En Argentina, cooperativas de trabajo digital comienzan a ocupar el espacio que el Estado aún no regula. La Cooperativa Código Común, nacida en Mendoza en 2024, reúne a jóvenes programadores y etiquetadores que ofrecen servicios de anotación de datos éticos para universidades y ONG. En lugar de competir, se reparten tareas y beneficios equitativamente. “Queremos demostrar que la tecnología puede ser solidaria”, dice Lucía Torres, integrante del proyecto. En su modelo, la economía del dato se reescribe desde el cuidado y la transparencia.
Los feminismos digitales también son protagonistas de esta ola de organización. En Chile, el colectivo TecnoBrujas desarrolla herramientas de autodefensa digital para trabajadoras precarizadas de plataformas. En México, Luchadoras MX impulsa campañas para exigir protección laboral y emocional frente a la exposición constante a contenidos violentos. “Nosotras moderamos el odio del mundo”, afirma Elisa, exmoderadora de TikTok, en entrevista con Global Voices (2025). La frase resume la dimensión emocional de esta nueva clase trabajadora: guardianas invisibles de un internet que no las reconoce.
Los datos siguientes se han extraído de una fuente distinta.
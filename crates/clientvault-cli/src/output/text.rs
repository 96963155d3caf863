//! Text and table output formatting for records.

use comfy_table::{presets, ContentArrangement, Table};

use clientvault_core::{OpenedRecord, RecordKind};

const CREATED_FORMAT: &str = "%Y-%m-%d %H:%M";

/// One-line summary of a decrypted record's fields.
pub fn record_summary(kind: RecordKind, data: &serde_json::Value) -> String {
    let field = |name: &str| {
        data.get(name)
            .and_then(|v| v.as_str())
            .map(str::trim)
            .filter(|v| !v.is_empty())
    };
    match kind {
        RecordKind::Client => {
            let name = [field("first_name"), field("last_name")]
                .into_iter()
                .flatten()
                .collect::<Vec<_>>()
                .join(" ");
            let email = field("email").unwrap_or("");
            match (name.is_empty(), field("company")) {
                (true, _) => email.to_string(),
                (false, Some(company)) => format!("{} <{}> ({})", name, email, company),
                (false, None) => format!("{} <{}>", name, email),
            }
        }
        RecordKind::PitchDeck => field("title").unwrap_or("").to_string(),
        RecordKind::Strategy => field("name").unwrap_or("").to_string(),
    }
}

fn summary_cell(record: &OpenedRecord<serde_json::Value>) -> String {
    match (record.data(), record.error()) {
        (Some(data), _) => record_summary(record.kind, data),
        (None, Some(error)) => format!("[undecryptable: {}]", error),
        (None, None) => String::new(),
    }
}

pub fn render_record_list(records: &[OpenedRecord<serde_json::Value>]) -> String {
    let mut table = Table::new();
    table.load_preset(presets::NOTHING);
    table.set_content_arrangement(ContentArrangement::Dynamic);
    table.set_header(vec!["ID", "KIND", "CREATED", "SUMMARY"]);

    for record in records {
        table.add_row(vec![
            record.id.to_string(),
            record.kind.to_string(),
            record.created_at.format(CREATED_FORMAT).to_string(),
            summary_cell(record),
        ]);
    }

    table.to_string()
}

pub fn print_record_list(records: &[OpenedRecord<serde_json::Value>]) {
    if records.is_empty() {
        println!("No records found.");
        return;
    }
    println!("{}", render_record_list(records));
}

/// Print a single record's metadata and fields.
pub fn print_record(record: &OpenedRecord<serde_json::Value>) {
    println!("ID: {}", record.id);
    println!("Kind: {}", record.kind);
    println!("Created: {}", record.created_at.to_rfc3339());
    println!("Updated: {}", record.updated_at.to_rfc3339());
    println!();

    match (record.data(), record.error()) {
        (Some(serde_json::Value::Object(fields)), _) => {
            for (name, value) in fields {
                match value {
                    serde_json::Value::String(text) => println!("{}: {}", name, text),
                    serde_json::Value::Null => {}
                    other => println!("{}: {}", name, other),
                }
            }
        }
        (Some(other), _) => println!("{}", other),
        (None, Some(error)) => println!("[undecryptable: {}]", error),
        (None, None) => {}
    }
}
//! Terminal UI helpers.

mod progress;

pub use progress::Spinner;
Estas resistencias se articulan con movimientos internacionales que buscan una gobernanza más justa de la IA. En 2025, representantes de colectivos latinoamericanos participaron por primera vez en la AI Workers’ Assembly de Berlín, una cumbre global organizada por Data & Society y Fairwork Project. Allí se discutió la creación de un “sindicato global del dato” con principios de transparencia salarial, derecho a desconexión y representación regional. Por primera vez, las voces del sur fueron escuchadas no como víctimas, sino como protagonistas.
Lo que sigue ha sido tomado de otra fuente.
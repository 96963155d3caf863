//! Base64 text transport for salts, IVs and ciphertext.
//!
//! Byte strings travel as standard, padded Base64 inside JSON and SQLite text
//! columns.

use base64::engine::general_purpose::STANDARD;
use base64::Engine;

use crate::error::{Result, VaultError};

/// Encode bytes as standard Base64.
pub fn encode(bytes: &[u8]) -> String {
    STANDARD.encode(bytes)
}

/// Decode standard Base64 text.
///
/// # Errors
///
/// Returns `VaultError::MalformedInput` if the text is not valid Base64.
pub fn decode(text: &str) -> Result<Vec<u8>> {
    STANDARD
        .decode(text.trim())
        .map_err(|e| VaultError::MalformedInput(format!("Invalid Base64: {}", e)))
}

/// Serde adapter for `Vec<u8>` fields stored as Base64 strings.
pub mod base64_bytes {
    use serde::{Deserialize, Deserializer, Serializer};

    pub fn serialize<S: Serializer>(bytes: &[u8], serializer: S) -> Result<S::Ok, S::Error> {
        serializer.serialize_str(&super::encode(bytes))
    }

    pub fn deserialize<'de, D: Deserializer<'de>>(deserializer: D) -> Result<Vec<u8>, D::Error> {
        let text = String::deserialize(deserializer)?;
        super::decode(&text).map_err(serde::de::Error::custom)
    }
}

#[cfg(test)]
mod tests {
    use super::*;

    #[test]
    fn test_encode_known_value() {
        assert_eq!(encode(b"user_key_set"), "dXNlcl9rZXlfc2V0");
    }

    #[test]
    fn test_decode_trims_whitespace() {
        assert_eq!(decode(" dXNlcl9rZXlfc2V0\n").unwrap(), b"user_key_set");
    }

    #[test]
    fn test_decode_invalid_is_malformed() {
        let err = decode("not base64!").unwrap_err();
        assert!(err.is_malformed());
    }
}
//! Record row type for database queries.

use chrono::{DateTime, Utc};
use uuid::Uuid;

use crate::crypto::{encoding, EncryptedPayload};
use crate::error::{Result, VaultError};
use crate::records::{EncryptedRecord, RecordKind};

/// Column list matching `RecordRow::from_row`.
pub(super) const RECORD_COLUMNS: &str =
    "id, user_id, kind, encrypted_data, iv, salt, created_at, updated_at";

/// Raw row data from the records table, before parsing into domain types.
#[derive(Debug)]
pub(super) struct RecordRow {
    pub id: String,
    pub user_id: String,
    pub kind: String,
    pub encrypted_data: String,
    pub iv: String,
    pub salt: Option<String>,
    pub created_at: String,
    pub updated_at: String,
}

impl RecordRow {
    pub fn from_row(row: &rusqlite::Row<'_>) -> rusqlite::Result<Self> {
        Ok(Self {
            id: row.get(0)?,
            user_id: row.get(1)?,
            kind: row.get(2)?,
            encrypted_data: row.get(3)?,
            iv: row.get(4)?,
            salt: row.get(5)?,
            created_at: row.get(6)?,
            updated_at: row.get(7)?,
        })
    }
}

impl TryFrom<RecordRow> for EncryptedRecord {
    type Error = VaultError;

    fn try_from(row: RecordRow) -> Result<Self> {
        let id = Uuid::parse_str(&row.id)
            .map_err(|e| VaultError::Storage(format!("Invalid record UUID: {}", e)))?;
        let kind: RecordKind = row
            .kind
            .parse()
            .map_err(|e| VaultError::Storage(format!("Invalid record kind: {}", e)))?;
        let created_at = parse_timestamp(&row.created_at)?;
        let updated_at = parse_timestamp(&row.updated_at)?;

        // Undecodable bytes surface as an undecryptable record, not a failed read.
        let payload = EncryptedPayload {
            ciphertext: lenient_decode(&row.id, "encrypted_data", &row.encrypted_data),
            iv: lenient_decode(&row.id, "iv", &row.iv),
        };

        Ok(EncryptedRecord {
            id,
            user_id: row.user_id,
            kind,
            payload,
            legacy_salt: row.salt,
            created_at,
            updated_at,
        })
    }
}

fn parse_timestamp(value: &str) -> Result<DateTime<Utc>> {
    Ok(DateTime::parse_from_rfc3339(value)
        .map_err(|e| VaultError::Storage(format!("Invalid timestamp: {}", e)))?
        .with_timezone(&Utc))
}

fn lenient_decode(record_id: &str, column: &str, value: &str) -> Vec<u8> {
    match encoding::decode(value) {
        Ok(bytes) => bytes,
        Err(err) => {
            tracing::warn!(record_id, column, error = %err, "stored column is not valid Base64");
            Vec::new()
        }
    }
}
El arte también se convirtió en una forma de resistencia. En Bogotá, el proyecto Invisible Hands (2024) de la artista visual Natalia Caicedo utiliza instalaciones interactivas que proyectan en tiempo real los clics de trabajadoras digitales de toda América Latina. Cada punto luminoso representa una acción invisible que sostiene un sistema global. “Mi obra busca devolver el cuerpo al algoritmo”, dice Caicedo. Su propuesta transforma la explotación en visibilidad, el dato en testimonio y el clic en performance política.
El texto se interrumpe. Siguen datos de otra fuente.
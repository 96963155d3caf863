//! Key lifecycle commands: setup, unlock, status, metadata.

use std::io::IsTerminal;

use clientvault_core::{KeyState, RecordKind, RecordStore};
use secrecy::ExposeSecret;

use crate::app::{missing_key_hint, AppContext};
use crate::cli::PassphraseArgs;
use crate::errors::CliError;
use crate::helpers::prompt_setup_passphrase;
use crate::output::status_json;
use crate::ui::Spinner;

pub fn handle_setup(ctx: &AppContext, args: &PassphraseArgs) -> anyhow::Result<()> {
    let store = ctx.open_store()?;
    let mut session = ctx.load_session(&store)?;
    if session.state() != KeyState::NoKeySet {
        return Err(CliError::conflict(
            format!(
                "Encryption key already set up for user '{}'",
                session.user_id()
            ),
            "The key cannot be replaced. Run:\n  clientvault unlock",
        )
        .into());
    }

    let interactive = std::io::stdin().is_terminal() && !args.no_input;
    let passphrase = prompt_setup_passphrase(interactive)?;

    let spinner = Spinner::new("Deriving key", ctx.quiet());
    let result = session.setup(passphrase.expose_secret());
    spinner.finish();
    result?;

    if !ctx.quiet() {
        println!("Encryption key set up for user '{}'.", session.user_id());
        println!("Note: If you forget this passphrase, your records cannot be recovered.");
    }
    Ok(())
}

pub fn handle_unlock(ctx: &AppContext, args: &PassphraseArgs) -> anyhow::Result<()> {
    let store = ctx.open_store()?;
    let session = ctx.unlocked_session(&store, args.no_input)?;
    if !ctx.quiet() {
        println!("Passphrase accepted for user '{}'.", session.user_id());
    }
    Ok(())
}

/// Report key state and record counts. Never needs the passphrase.
pub fn handle_status(ctx: &AppContext, json: bool) -> anyhow::Result<()> {
    let store = ctx.open_store()?;
    let session = ctx.load_session(&store)?;

    let mut counts = Vec::with_capacity(RecordKind::ALL.len());
    for kind in RecordKind::ALL {
        let records = store.list_records(session.user_id(), Some(kind))?;
        counts.push((kind, records.len()));
    }

    if json {
        let value = status_json(session.user_id(), session.state(), &counts);
        println!("{}", serde_json::to_string_pretty(&value)?);
        return Ok(());
    }

    let key_line = match session.state() {
        KeyState::NoKeySet => "not set up",
        _ => "set up (locked)",
    };
    println!("User: {}", session.user_id());
    println!("Encryption key: {}", key_line);
    for (kind, count) in &counts {
        println!("{}: {}", kind, count);
    }
    if session.state() == KeyState::NoKeySet && !ctx.quiet() {
        println!();
        println!("{}", missing_key_hint());
    }
    Ok(())
}

/// Print the stored salt and validation marker. Contains no secrets.
pub fn handle_metadata(ctx: &AppContext) -> anyhow::Result<()> {
    let store = ctx.open_store()?;
    let session = ctx.load_session(&store)?;
    let metadata = session.metadata().ok_or_else(|| {
        CliError::not_found(
            format!(
                "No encryption key set up for user '{}'",
                session.user_id()
            ),
            missing_key_hint(),
        )
    })?;
    println!("{}", serde_json::to_string_pretty(metadata)?);
    Ok(())
}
Estas nuevas formas de organización no son homogéneas ni lineales. Algunas se sostienen con recursos autogestionados, otras dependen de alianzas con universidades o fundaciones. Pero todas comparten un principio común: recuperar el control sobre el tiempo, el trabajo y los datos. En un contexto donde la automatización amenaza con deshumanizar, estos movimientos reintroducen la dimensión humana como núcleo ético de la tecnología. Lo que está en juego no es solo el salario, sino el sentido mismo del trabajo digital.
El desafío es sostener estas redes más allá de la indignación inicial. Las resistencias digitales necesitan políticas públicas que reconozcan y fortalezcan su existencia. Cooperativas, sindicatos y colectivos feministas pueden ser el germen de un nuevo pacto tecnológico latinoamericano, basado en la justicia, la soberanía y el cuidado. La cultura del dato no está escrita: aún puede ser reprogramada desde abajo, clic a clic.
La inteligencia artificial no es inevitable. Detrás del relato del progreso hay decisiones políticas, estructuras económicas y modelos culturales que pueden cambiar. América Latina, con su historia de resistencia y creatividad, tiene la oportunidad de disputar el sentido de esta revolución tecnológica. No se trata de alcanzar al norte global, sino de imaginar un futuro distinto: uno donde los datos no sean materia prima de explotación, sino herramientas de emancipación. La ética del dato comienza por reconocer la humanidad que lo produce.
Repensar la cultura del dato implica cuestionar los valores que la sostienen. El fetichismo del algoritmo, esa fascinación ciega por la eficiencia, debe ceder ante una visión más compleja, donde el conocimiento, la diversidad y la justicia ocupen el centro. Los datos no son neutrales: reflejan las relaciones de poder de las sociedades que los generan. En América Latina, construir una cultura del dato justa significa también sanar las heridas del colonialismo digital. Cada clic, cada imagen etiquetada, puede ser un acto de resistencia simbólica.
Las políticas públicas pueden marcar la diferencia. Programas de alfabetización digital con perspectiva de género, leyes de transparencia algorítmica y normativas laborales para plataformas cognitivas son pasos urgentes. Uruguay y Chile ya comenzaron a debatir marcos de regulación ética de la IA, mientras Argentina avanza lentamente en su estrategia nacional. Pero más allá de los gobiernos, la transformación requiere voluntad colectiva. La soberanía tecnológica no es solo infraestructura: es conciencia política.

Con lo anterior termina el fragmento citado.